▸ **AIM OF THE TASK**
Return every line of the records that includes the string "Whether".

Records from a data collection

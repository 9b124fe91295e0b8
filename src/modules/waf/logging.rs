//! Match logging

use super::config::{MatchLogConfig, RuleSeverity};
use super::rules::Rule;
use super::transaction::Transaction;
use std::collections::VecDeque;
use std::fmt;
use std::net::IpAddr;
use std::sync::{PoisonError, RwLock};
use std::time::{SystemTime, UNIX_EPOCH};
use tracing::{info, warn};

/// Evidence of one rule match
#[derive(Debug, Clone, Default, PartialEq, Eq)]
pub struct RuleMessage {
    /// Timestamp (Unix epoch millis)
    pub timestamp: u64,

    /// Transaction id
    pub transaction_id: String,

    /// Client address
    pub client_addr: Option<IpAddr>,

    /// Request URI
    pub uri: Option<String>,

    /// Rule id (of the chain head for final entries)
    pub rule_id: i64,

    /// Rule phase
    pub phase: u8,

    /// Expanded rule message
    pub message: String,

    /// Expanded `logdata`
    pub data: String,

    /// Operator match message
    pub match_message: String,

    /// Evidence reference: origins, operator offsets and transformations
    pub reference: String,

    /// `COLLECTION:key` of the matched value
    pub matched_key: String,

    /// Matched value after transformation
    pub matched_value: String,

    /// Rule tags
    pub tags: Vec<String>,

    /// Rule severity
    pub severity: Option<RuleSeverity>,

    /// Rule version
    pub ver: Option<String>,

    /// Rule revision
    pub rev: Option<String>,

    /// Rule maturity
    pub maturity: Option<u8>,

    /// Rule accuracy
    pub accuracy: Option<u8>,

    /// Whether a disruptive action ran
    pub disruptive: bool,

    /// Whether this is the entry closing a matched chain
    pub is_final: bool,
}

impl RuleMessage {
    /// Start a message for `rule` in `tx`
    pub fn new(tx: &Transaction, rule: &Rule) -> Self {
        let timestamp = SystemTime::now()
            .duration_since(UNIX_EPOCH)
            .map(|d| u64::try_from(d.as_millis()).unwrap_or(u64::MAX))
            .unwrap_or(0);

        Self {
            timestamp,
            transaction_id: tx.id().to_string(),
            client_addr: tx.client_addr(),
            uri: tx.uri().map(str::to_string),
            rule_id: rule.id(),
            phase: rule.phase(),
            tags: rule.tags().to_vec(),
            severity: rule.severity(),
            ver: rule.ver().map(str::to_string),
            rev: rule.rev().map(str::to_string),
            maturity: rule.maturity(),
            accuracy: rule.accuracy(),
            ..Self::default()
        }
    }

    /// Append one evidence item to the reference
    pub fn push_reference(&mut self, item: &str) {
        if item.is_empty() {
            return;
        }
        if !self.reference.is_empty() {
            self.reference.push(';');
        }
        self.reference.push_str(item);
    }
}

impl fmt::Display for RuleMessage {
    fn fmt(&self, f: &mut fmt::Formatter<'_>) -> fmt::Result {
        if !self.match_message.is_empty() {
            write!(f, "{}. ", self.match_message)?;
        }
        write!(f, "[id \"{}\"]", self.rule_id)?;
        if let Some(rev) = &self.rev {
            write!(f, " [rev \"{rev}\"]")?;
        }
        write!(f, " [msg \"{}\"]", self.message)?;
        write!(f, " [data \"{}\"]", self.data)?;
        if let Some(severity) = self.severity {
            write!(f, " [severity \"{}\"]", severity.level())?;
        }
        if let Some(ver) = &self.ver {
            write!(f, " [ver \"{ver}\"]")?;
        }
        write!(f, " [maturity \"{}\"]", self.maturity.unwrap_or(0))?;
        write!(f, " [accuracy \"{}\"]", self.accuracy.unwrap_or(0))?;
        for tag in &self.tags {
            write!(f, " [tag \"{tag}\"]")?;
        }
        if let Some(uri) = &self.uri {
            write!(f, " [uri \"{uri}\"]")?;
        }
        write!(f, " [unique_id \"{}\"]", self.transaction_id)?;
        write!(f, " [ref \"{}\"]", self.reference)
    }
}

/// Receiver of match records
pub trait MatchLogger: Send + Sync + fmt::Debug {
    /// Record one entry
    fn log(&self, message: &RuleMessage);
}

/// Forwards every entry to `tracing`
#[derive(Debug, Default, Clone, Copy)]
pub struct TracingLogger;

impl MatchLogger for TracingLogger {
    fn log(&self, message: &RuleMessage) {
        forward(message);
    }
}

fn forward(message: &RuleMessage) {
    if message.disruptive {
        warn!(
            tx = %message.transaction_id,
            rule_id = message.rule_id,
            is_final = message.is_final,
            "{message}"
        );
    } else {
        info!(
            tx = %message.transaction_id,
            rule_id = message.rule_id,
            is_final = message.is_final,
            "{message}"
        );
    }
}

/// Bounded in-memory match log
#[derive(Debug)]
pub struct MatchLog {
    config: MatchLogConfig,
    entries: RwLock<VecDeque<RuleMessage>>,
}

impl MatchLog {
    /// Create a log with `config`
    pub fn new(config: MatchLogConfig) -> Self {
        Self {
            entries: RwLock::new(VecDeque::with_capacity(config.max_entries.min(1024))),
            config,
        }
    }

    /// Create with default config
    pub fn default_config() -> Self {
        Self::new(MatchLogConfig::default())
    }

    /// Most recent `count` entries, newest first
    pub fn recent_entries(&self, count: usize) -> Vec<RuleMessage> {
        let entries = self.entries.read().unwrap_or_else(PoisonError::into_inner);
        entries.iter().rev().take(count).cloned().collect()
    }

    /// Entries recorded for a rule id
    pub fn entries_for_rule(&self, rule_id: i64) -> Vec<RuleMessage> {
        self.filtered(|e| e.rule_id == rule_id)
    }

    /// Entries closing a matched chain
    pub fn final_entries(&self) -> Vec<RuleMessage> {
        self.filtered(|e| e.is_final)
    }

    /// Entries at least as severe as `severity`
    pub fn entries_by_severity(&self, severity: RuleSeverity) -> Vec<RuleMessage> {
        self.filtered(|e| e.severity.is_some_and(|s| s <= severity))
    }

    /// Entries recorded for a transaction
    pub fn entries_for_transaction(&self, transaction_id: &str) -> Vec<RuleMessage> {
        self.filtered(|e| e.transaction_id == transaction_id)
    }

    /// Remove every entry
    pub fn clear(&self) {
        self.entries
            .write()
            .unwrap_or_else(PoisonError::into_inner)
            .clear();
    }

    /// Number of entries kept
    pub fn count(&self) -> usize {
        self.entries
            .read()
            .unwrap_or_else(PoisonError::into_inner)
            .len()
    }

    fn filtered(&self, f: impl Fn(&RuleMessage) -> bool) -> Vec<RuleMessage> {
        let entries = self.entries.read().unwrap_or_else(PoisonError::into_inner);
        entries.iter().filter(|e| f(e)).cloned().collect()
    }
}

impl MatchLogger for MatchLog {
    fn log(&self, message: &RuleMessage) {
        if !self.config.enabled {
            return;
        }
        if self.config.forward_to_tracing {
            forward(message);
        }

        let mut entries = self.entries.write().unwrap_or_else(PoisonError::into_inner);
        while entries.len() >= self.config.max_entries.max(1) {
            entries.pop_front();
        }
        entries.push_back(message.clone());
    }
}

▸ **SOLUTION TO THE EXERCISE**
    /// Whether a disruptive action ran
    /// Whether this is the entry closing a matched chain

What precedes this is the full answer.